The approach is simple: kids working together to achieve a common goal. It’s been proven that it leads to greater student achievement, an improvement in social skills and —perhaps more important of all—it prepares kids to work successfully in teams when they join the grownup world of work.
The M&M Game
Each year, as a kick-off to cooperative learning in our classroom, to get kids thinking about what it means to work and learn together, I invited them to play the M&M game. (With candy as the prize, I didn’t have to talk them into this.)
My only prop for this lesson was a jumbo-sized bag of M&Ms. First I placed my students in pairs, facing each other over a table.
“Each of you will put one elbow on the table and clasp your partner’s hand,” I said. “I will time you for one minute. Every time your partner’s whole arm goes flat on the table, you get an M&M.”
When I was sure they understood what their goal was, I started the clock.
The first time I did this, I was blown away by the results. Of 14 pairs of students, most kids didn’t get a single M&M. A couple of kids got one measly piece of candy each.
In the problem solving session afterward, each pair reported on their results. It was obvious that they had viewed the game as an arm wrestling match, which I hadn’t described it as at all.
Then I said, “How do you think you might have gotten more M&Ms?”
Most said some version of “Try harder” or “Use my muscles more.”
With more thinking, sometimes (but not always) someone would come up with, “Well, we could take turns. I get to push his arm down and he gets to push mine down and we just keep doing that.”
And when that happened, I saw the light bulbs in their little heads turn on.
They could get 50 or more M&Ms each, if they worked together!
We talked about how hard it was trying to beat the other person and how much easier it would be to help each other get what they wanted.
Why successful bloggers always win the M&M game
Once, after I left teaching to start my own business, I heard a quote from the late Zig Ziglar, author, speaker and salesman extraordinaire:
“You can have anything in life you want if you just help other people get what they want.”
And I thought, wow, that sounds like the M&M game.
In the rough and tumble world of business, it can be easy to fall into the trap those kids did. To see our success in terms of that one bag of M&Ms—and how many we could capture for ourselves.
But if we cooperated with others, if we shared our resources and strengths, might we get where we want to go faster?

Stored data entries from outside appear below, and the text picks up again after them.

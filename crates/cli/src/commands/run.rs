//! `switchyard run`: single-message or interactive conversation.

use anyhow::Context;
use base64::Engine;
use std::io::Write;
use std::path::{Path, PathBuf};
use switchyard_config::AppConfig;
use switchyard_core::agent::{ConversationContext, ConversationTurn};
use switchyard_core::message::ImageAttachment;
use switchyard_core::trace::RunReport;
use tokio::io::{AsyncBufReadExt, BufReader};
use tokio_util::sync::CancellationToken;

use crate::runtime::{self, CONSOLE_TARGET, Runtime};

pub async fn run(
    config: AppConfig,
    catalog: &Path,
    message: Option<String>,
    image: Option<PathBuf>,
    intent: bool,
) -> anyhow::Result<()> {
    if !config.has_api_key() && config.gateway.default_backend != "local" {
        eprintln!("No aggregator API key configured.");
        eprintln!("Set SWITCHYARD_API_KEY or OPENROUTER_API_KEY, or add api_key under [gateway] in");
        eprintln!("  {}", AppConfig::config_dir().join("config.toml").display());
        anyhow::bail!("no API key found");
    }

    let runtime = runtime::open(config, catalog).await?;
    runtime.connect_servers().await;

    let image = image.as_deref().map(load_image).transpose()?;
    let result = match message {
        Some(message) => single(&runtime, message, image, intent).await,
        None => interactive(&runtime, intent).await,
    };
    runtime.sessions.shutdown().await;
    result
}

async fn single(runtime: &Runtime, message: String, image: Option<ImageAttachment>, intent: bool) -> anyhow::Result<()> {
    if intent {
        eprintln!("intent: {}", runtime.intent_classifier().classify(&message).await);
    }
    let mut context = ConversationContext::new(message).with_reply_target(CONSOLE_TARGET);
    context.image = image;

    let report = answer(runtime, &context).await;
    print_report(&report);
    match report.outcome {
        Ok(_) => Ok(()),
        Err(failure) => Err(failure.into()),
    }
}

async fn interactive(runtime: &Runtime, intent: bool) -> anyhow::Result<()> {
    let profile = runtime.orchestrator.profile();
    let catalog = runtime.orchestrator.catalog().await?;
    println!();
    println!("  Switchyard: interactive mode");
    println!("  Agent:  {}", profile.name);
    println!("  Model:  {}", profile.model.as_deref().unwrap_or(&runtime.config.generation.model));
    println!("  Tools:  {}", catalog.names().join(", "));
    println!();
    println!("  Type a message and press Enter. 'exit' quits, Ctrl+C cancels a run.");
    println!();

    let mut history: Vec<ConversationTurn> = Vec::new();
    let mut lines = BufReader::new(tokio::io::stdin()).lines();
    loop {
        print!("  You > ");
        std::io::stdout().flush()?;
        let Some(line) = lines.next_line().await? else {
            break;
        };
        let line = line.trim();
        if line.is_empty() {
            continue;
        }
        if matches!(line, "exit" | "quit") {
            break;
        }
        if intent {
            eprintln!("  intent: {}", runtime.intent_classifier().classify(line).await);
        }

        let context = ConversationContext::new(line)
            .with_history(history.clone())
            .with_reply_target(CONSOLE_TARGET);
        let report = answer(runtime, &context).await;
        print_report(&report);

        history.push(ConversationTurn::user(line));
        if let Ok(text) = &report.outcome {
            history.push(ConversationTurn::assistant(text.as_str()));
        }
    }
    println!();
    Ok(())
}

/// Run once, cancelling on Ctrl+C.
async fn answer(runtime: &Runtime, context: &ConversationContext) -> RunReport {
    let cancel = CancellationToken::new();
    let on_interrupt = cancel.clone();
    let watcher = tokio::spawn(async move {
        if tokio::signal::ctrl_c().await.is_ok() {
            on_interrupt.cancel();
        }
    });
    let report = runtime.orchestrator.run_with_cancel(context, cancel).await;
    watcher.abort();
    report
}

fn print_report(report: &RunReport) {
    println!();
    match &report.outcome {
        Ok(text) => {
            for line in text.lines() {
                println!("  Assistant > {line}");
            }
        }
        Err(failure) => println!("  [Error] {failure}"),
    }

    let trace = &report.trace;
    let tokens = trace
        .total_tokens()
        .map_or_else(|| "n/a".to_string(), |t| t.to_string());
    println!();
    println!(
        "  [{} iteration(s), {} tool call(s), {} tokens, {} ms via {}]",
        trace.iterations,
        trace.tool_calls.len(),
        tokens,
        trace.elapsed_ms,
        if trace.provider_used.is_empty() { "-" } else { &trace.provider_used }
    );
    for call in &trace.tool_calls {
        let status = if call.success { "ok" } else { "error" };
        println!("    {} {} ({} ms)", status, call.name, call.duration_ms);
    }
    for query in &trace.retrievals {
        println!(
            "    retrieval '{}': {}/{} in {} ms",
            query.query, query.returned, query.requested, query.latency_ms
        );
    }
    println!();
}

fn load_image(path: &Path) -> anyhow::Result<ImageAttachment> {
    let bytes = std::fs::read(path).with_context(|| format!("failed to read image {}", path.display()))?;
    let mime = match path.extension().and_then(|e| e.to_str()).map(str::to_ascii_lowercase).as_deref() {
        Some("png") => "image/png",
        Some("gif") => "image/gif",
        Some("webp") => "image/webp",
        _ => "image/jpeg",
    };
    Ok(ImageAttachment::new(
        mime,
        base64::engine::general_purpose::STANDARD.encode(bytes),
    ))
}

#[cfg(test)]
mod tests {
    use super::*;

    #[test]
    fn image_mime_follows_extension() {
        let dir = tempfile::tempdir().unwrap();
        let path = dir.path().join("photo.PNG");
        std::fs::write(&path, b"hi").unwrap();

        let image = load_image(&path).unwrap();
        assert_eq!(image.mime_type, "image/png");
        assert_eq!(image.data_base64, "aGk=");
        assert!(load_image(&dir.path().join("missing.jpg")).is_err());
    }
}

What would that look like if we supported other bloggers, even those who might not quite be where we are yet? Could we all get more readers and subscribers if we banded together ? Recognized the good stuff other bloggers are doing? Invited them to write a guest post for us?

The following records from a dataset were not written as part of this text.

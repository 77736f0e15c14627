//! OpenAI-compatible chat-completions backend.
//!
//! Serves both the hosted aggregator (OpenRouter) and the self-hosted
//! backends (LM Studio, Ollama, llama.cpp), which all expose
//! `/v1/chat/completions`.
//!
//! Supports:
//! - Chat completions with tool use / function calling
//! - Multi-part user content (text plus `data:` image URLs)
//! - Health checks via `/models`

use async_trait::async_trait;
use switchyard_core::error::ProviderError;
use switchyard_core::message::{Message, MessageToolCall, Role};
use switchyard_core::provider::*;
use serde::{Deserialize, Serialize};
use serde_json::{Value, json};
use std::time::Duration;
use tracing::{debug, warn};

/// An OpenAI-compatible LLM backend.
pub struct OpenAiCompatProvider {
    name: String,
    base_url: String,
    api_key: Option<String>,
    client: reqwest::Client,
}

impl OpenAiCompatProvider {
    /// Create a new OpenAI-compatible backend.
    pub fn new(
        name: impl Into<String>,
        base_url: impl Into<String>,
        api_key: Option<String>,
        timeout: Duration,
    ) -> Result<Self, ProviderError> {
        let client = reqwest::Client::builder()
            .timeout(timeout)
            .build()
            .map_err(|e| ProviderError::NotConfigured(format!("HTTP client: {e}")))?;

        Ok(Self {
            name: name.into(),
            base_url: base_url.into().trim_end_matches('/').to_string(),
            api_key: api_key.filter(|k| !k.is_empty()),
            client,
        })
    }

    /// Create an OpenRouter backend (convenience constructor).
    pub fn openrouter(api_key: impl Into<String>) -> Result<Self, ProviderError> {
        Self::new(
            "openrouter",
            "https://openrouter.ai/api/v1",
            Some(api_key.into()),
            Duration::from_secs(60),
        )
    }

    pub fn base_url(&self) -> &str {
        &self.base_url
    }

    fn authorize(&self, builder: reqwest::RequestBuilder) -> reqwest::RequestBuilder {
        match &self.api_key {
            Some(key) => builder.header("Authorization", format!("Bearer {key}")),
            None => builder,
        }
    }

    /// Convert our Message types to OpenAI API format.
    fn to_api_messages(messages: &[Message]) -> Vec<ApiMessage> {
        messages
            .iter()
            .map(|m| ApiMessage {
                role: match m.role {
                    Role::User => "user".into(),
                    Role::Assistant => "assistant".into(),
                    Role::System => "system".into(),
                    Role::Tool => "tool".into(),
                },
                content: Some(Self::to_api_content(m)),
                tool_calls: if m.tool_calls.is_empty() {
                    None
                } else {
                    Some(
                        m.tool_calls
                            .iter()
                            .map(|tc| ApiToolCall {
                                id: tc.id.clone(),
                                r#type: "function".into(),
                                function: ApiFunction {
                                    name: tc.name.clone(),
                                    arguments: tc.arguments.clone(),
                                },
                            })
                            .collect(),
                    )
                },
                tool_call_id: m.tool_call_id.clone(),
            })
            .collect()
    }

    /// Plain string content, or a parts array when images are attached.
    fn to_api_content(message: &Message) -> Value {
        if !message.is_multipart() {
            return Value::String(message.content.clone());
        }
        let mut parts = Vec::with_capacity(message.images.len() + 1);
        if !message.content.is_empty() {
            parts.push(json!({ "type": "text", "text": message.content }));
        }
        for image in &message.images {
            parts.push(json!({ "type": "image_url", "image_url": { "url": image.data_url() } }));
        }
        Value::Array(parts)
    }

    /// Convert tool definitions to OpenAI API format.
    fn to_api_tools(tools: &[ToolDefinition]) -> Vec<ApiToolDefinition> {
        tools
            .iter()
            .map(|t| ApiToolDefinition {
                r#type: "function".into(),
                function: ApiToolFunction {
                    name: t.name.clone(),
                    description: t.description.clone(),
                    parameters: t.parameters.clone(),
                },
            })
            .collect()
    }

    fn request_body(request: &ProviderRequest) -> Value {
        let mut body = json!({
            "model": request.model,
            "messages": Self::to_api_messages(&request.messages),
            "temperature": request.temperature,
            "stream": request.stream,
        });

        if let Some(max_tokens) = request.max_tokens {
            body["max_tokens"] = json!(max_tokens);
        }

        if let Some(top_p) = request.top_p {
            body["top_p"] = json!(top_p);
        }

        if !request.tools.is_empty() {
            body["tools"] = json!(Self::to_api_tools(&request.tools));
        }

        body
    }

    fn normalize_response(&self, api_response: ApiResponse, requested_model: &str) -> Result<ProviderResponse, ProviderError> {
        let choice = api_response
            .choices
            .into_iter()
            .next()
            .ok_or_else(|| ProviderError::InvalidResponse("No choices in response".into()))?;

        let tool_calls: Vec<MessageToolCall> = choice
            .message
            .tool_calls
            .unwrap_or_default()
            .into_iter()
            .map(|tc| MessageToolCall {
                id: tc.id,
                name: tc.function.name,
                arguments: tc.function.arguments,
            })
            .collect();

        let mut message = Message::assistant(choice.message.content.unwrap_or_default());
        message.tool_calls = tool_calls;

        let usage = api_response
            .usage
            .map(|u| Usage {
                input_tokens: u.prompt_tokens,
                output_tokens: u.completion_tokens,
            })
            .unwrap_or_default();

        Ok(ProviderResponse {
            message,
            usage,
            model: api_response
                .model
                .unwrap_or_else(|| requested_model.to_string()),
            finish_reason: choice.finish_reason,
            provider_used: self.name.clone(),
            fallback_error: None,
        })
    }
}

#[async_trait]
impl switchyard_core::Provider for OpenAiCompatProvider {
    fn name(&self) -> &str {
        &self.name
    }

    async fn complete(
        &self,
        request: ProviderRequest,
    ) -> std::result::Result<ProviderResponse, ProviderError> {
        let url = format!("{}/chat/completions", self.base_url);
        let body = Self::request_body(&request);

        debug!(
            provider = %self.name,
            model = %request.model,
            messages = request.messages.len(),
            tools = request.tools.len(),
            "Sending completion request"
        );

        let response = self
            .authorize(self.client.post(&url))
            .header("Content-Type", "application/json")
            .json(&body)
            .send()
            .await
            .map_err(|e| {
                if e.is_timeout() {
                    ProviderError::Timeout(format!("{}: {e}", self.name))
                } else {
                    ProviderError::Network(e.to_string())
                }
            })?;

        let status = response.status().as_u16();

        if status == 429 {
            return Err(ProviderError::RateLimited {
                retry_after_secs: 5,
            });
        }

        if status == 401 || status == 403 {
            return Err(ProviderError::AuthenticationFailed(
                "Invalid API key or insufficient permissions".into(),
            ));
        }

        if status != 200 {
            let error_body = response.text().await.unwrap_or_default();
            warn!(provider = %self.name, status, body = %error_body, "Provider returned error");
            return Err(ProviderError::ApiError {
                status_code: status,
                message: error_body,
            });
        }

        let api_response: ApiResponse = response
            .json()
            .await
            .map_err(|e| ProviderError::InvalidResponse(format!("Failed to parse response: {e}")))?;

        self.normalize_response(api_response, &request.model)
    }

    async fn health_check(&self) -> std::result::Result<bool, ProviderError> {
        let url = format!("{}/models", self.base_url);
        let response = self
            .authorize(self.client.get(&url))
            .send()
            .await
            .map_err(|e| ProviderError::Network(e.to_string()))?;

        Ok(response.status().is_success())
    }
}

// --- OpenAI API types (internal) ---

#[derive(Debug, Serialize, Deserialize)]
struct ApiMessage {
    role: String,
    #[serde(skip_serializing_if = "Option::is_none")]
    content: Option<Value>,
    #[serde(skip_serializing_if = "Option::is_none")]
    tool_calls: Option<Vec<ApiToolCall>>,
    #[serde(skip_serializing_if = "Option::is_none")]
    tool_call_id: Option<String>,
}

#[derive(Debug, Serialize, Deserialize)]
struct ApiToolCall {
    id: String,
    #[serde(default = "function_type")]
    r#type: String,
    function: ApiFunction,
}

I am grateful for the bloggers and writers who took me under their wing and offered small words of encouragement, who shared the wealth when I was a rookie blogger. People like Danny Brown, Sonia Simone, Kare Anderson and others.

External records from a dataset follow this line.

//! ToolExecutor: dispatch a call by tool kind, follow chains, route output.
//!
//! `execute` never fails. Every error is folded into a [`ToolOutcome`]
//! whose result is `{"error": ...}` and whose routing targets the model,
//! so the conversation can continue.

use serde_json::{Map, Value};
use std::collections::HashMap;
use std::sync::Arc;
use std::time::{Duration, Instant};
use switchyard_config::AppConfig;
use switchyard_core::delivery::Messenger;
use switchyard_core::error::{Error, Result, ToolError};
use switchyard_core::event::{DomainEvent, EventBus};
use switchyard_core::provider::ToolDefinition;
use switchyard_core::tool::{NativeTool, Routing, ToolDescriptor, ToolKind, ToolOutcome, ToolRegistry};
use tracing::{debug, info, warn};

use crate::routing::{OutputRouter, is_error_result};
use crate::sandbox::{Sandbox, SandboxPolicy};
use crate::template::validate_curl;
use crate::web::WebRunner;

/// Build a registry, additionally checking every Web template.
pub fn load_registry(descriptors: Vec<ToolDescriptor>, max_tools: usize) -> Result<ToolRegistry> {
    for descriptor in descriptors.iter().filter(|d| d.kind == ToolKind::Web) {
        validate_curl(&descriptor.payload)
            .map_err(|e| Error::validation(format!("tool '{}': {e}", descriptor.name)))?;
    }
    ToolRegistry::from_descriptors(descriptors, max_tools)
}

pub struct ToolExecutor {
    registry: Arc<ToolRegistry>,
    natives: HashMap<String, Arc<dyn NativeTool>>,
    web: WebRunner,
    sandbox: Sandbox,
    router: OutputRouter,
    max_chain_depth: usize,
    event_bus: Option<EventBus>,
}

impl ToolExecutor {
    pub fn new(registry: Arc<ToolRegistry>, config: &AppConfig) -> std::result::Result<Self, ToolError> {
        let web = WebRunner::new(Duration::from_secs(config.http_tools.timeout_secs))?;
        let sandbox = Sandbox::new(SandboxPolicy::from_config(&config.sandbox), web.client().clone());
        let router = OutputRouter::new(web.client().clone(), &config.delivery);
        Ok(Self {
            registry,
            natives: HashMap::new(),
            web,
            sandbox,
            router,
            max_chain_depth: config.orchestrator.max_chain_depth,
            event_bus: None,
        })
    }

    /// Add a tool implemented in code. It takes precedence over a registry
    /// descriptor of the same name.
    pub fn with_native(mut self, tool: Arc<dyn NativeTool>) -> Self {
        self.natives.insert(tool.name().to_string(), tool);
        self
    }

    pub fn with_messenger(mut self, messenger: Arc<dyn Messenger>) -> Self {
        self.router = self.router.with_messenger(messenger);
        self
    }

    pub fn with_event_bus(mut self, bus: EventBus) -> Self {
        self.event_bus = Some(bus);
        self
    }

    pub fn with_sandbox_policy(mut self, policy: SandboxPolicy) -> Self {
        self.sandbox = Sandbox::new(policy, self.web.client().clone());
        self
    }

    pub fn registry(&self) -> &ToolRegistry {
        &self.registry
    }

    /// Whether `name` is dispatchable here.
    pub fn knows(&self, name: &str) -> bool {
        self.natives.contains_key(name) || self.registry.resolve(name).is_ok()
    }

    /// Principal descriptors followed by native tools.
    pub fn definitions(&self) -> Result<Vec<ToolDefinition>> {
        let mut defs = self.registry.principal_definitions()?;
        let mut natives: Vec<_> = self.natives.values().map(|t| t.to_definition()).collect();
        natives.sort_by(|a, b| a.name.cmp(&b.name));
        defs.extend(natives);
        Ok(defs)
    }

    /// Execute a tool by name, following any chain to its tail.
    pub async fn execute(&self, name: &str, arguments: Value, reply_target: Option<&str>) -> ToolOutcome {
        let started = Instant::now();
        let outcome = self.execute_chain(name, arguments, reply_target).await;
        let duration_ms = started.elapsed().as_millis() as u64;

        if outcome.is_error() {
            warn!(tool = %name, duration_ms, error = %outcome.result["error"], "Tool call failed");
        } else {
            info!(
                tool = %name,
                duration_ms,
                policy = ?outcome.routing.policy,
                delivered = outcome.routing.delivered,
                "Tool call finished"
            );
        }
        if let Some(bus) = &self.event_bus {
            bus.publish(DomainEvent::ToolExecuted {
                tool_name: name.to_string(),
                success: !outcome.is_error(),
                duration_ms,
                timestamp: chrono::Utc::now(),
            });
        }
        outcome
    }

    async fn execute_chain(&self, head: &str, mut arguments: Value, reply_target: Option<&str>) -> ToolOutcome {
        if let Some(native) = self.natives.get(head) {
            debug!(tool = %head, "Dispatching native tool");
            return match native.execute(arguments).await {
                Ok(result) if is_error_result(&result) => ToolOutcome {
                    result,
                    routing: Routing {
                        failed: true,
                        ..Routing::default()
                    },
                },
                Ok(result) => ToolOutcome::for_model(result),
                Err(e) => ToolOutcome::failure(&e),
            };
        }

        let mut current = head.to_string();
        let mut depth = 0usize;
        loop {
            let descriptor = match self.registry.resolve(&current) {
                Ok(d) => d,
                Err(e) => return ToolOutcome::failure(&e),
            };
            depth += 1;
            debug!(tool = %descriptor.name, kind = ?descriptor.kind, depth, "Dispatching tool");

            let result = match self.run_descriptor(descriptor, &arguments).await {
                Ok(result) => result,
                Err(e) => return ToolOutcome::failure(&e),
            };

            let next = match &descriptor.next_tool {
                Some(next) if !is_error_result(&result) => next,
                _ => return self.router.route(descriptor, result, reply_target).await,
            };
            if depth >= self.max_chain_depth {
                return ToolOutcome::failure(&ToolError::ChainTooDeep {
                    head: head.to_string(),
                    max_depth: self.max_chain_depth,
                });
            }
            info!(from = %descriptor.name, to = %next, depth, "Chaining tool result");
            arguments = chain_arguments(arguments, result);
            current = next.clone();
        }
    }

    async fn run_descriptor(&self, descriptor: &ToolDescriptor, arguments: &Value) -> std::result::Result<Value, ToolError> {
        match descriptor.kind {
            ToolKind::Web => self.web.run(descriptor, arguments).await,
            ToolKind::Code => self.sandbox.run(descriptor, arguments).await,
        }
    }
}

/// Arguments for the next hop: the previous arguments plus `result`.
fn chain_arguments(arguments: Value, result: Value) -> Value {
    let mut merged = match arguments {
        Value::Object(map) => map,
        _ => Map::new(),
    };
    merged.insert("result".into(), result);
    Value::Object(merged)
}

And I am sure that someone, sometime did the same thing for them when they were starting.
People successful in blogging—and life— have the mindset that we are not competitors, that there is enough to go around. That there are not only a few precious spots and they have to knock other people off the ladder to get one of them.
And above all, the single most shining trait that successful bloggers have in common is their generous spirit.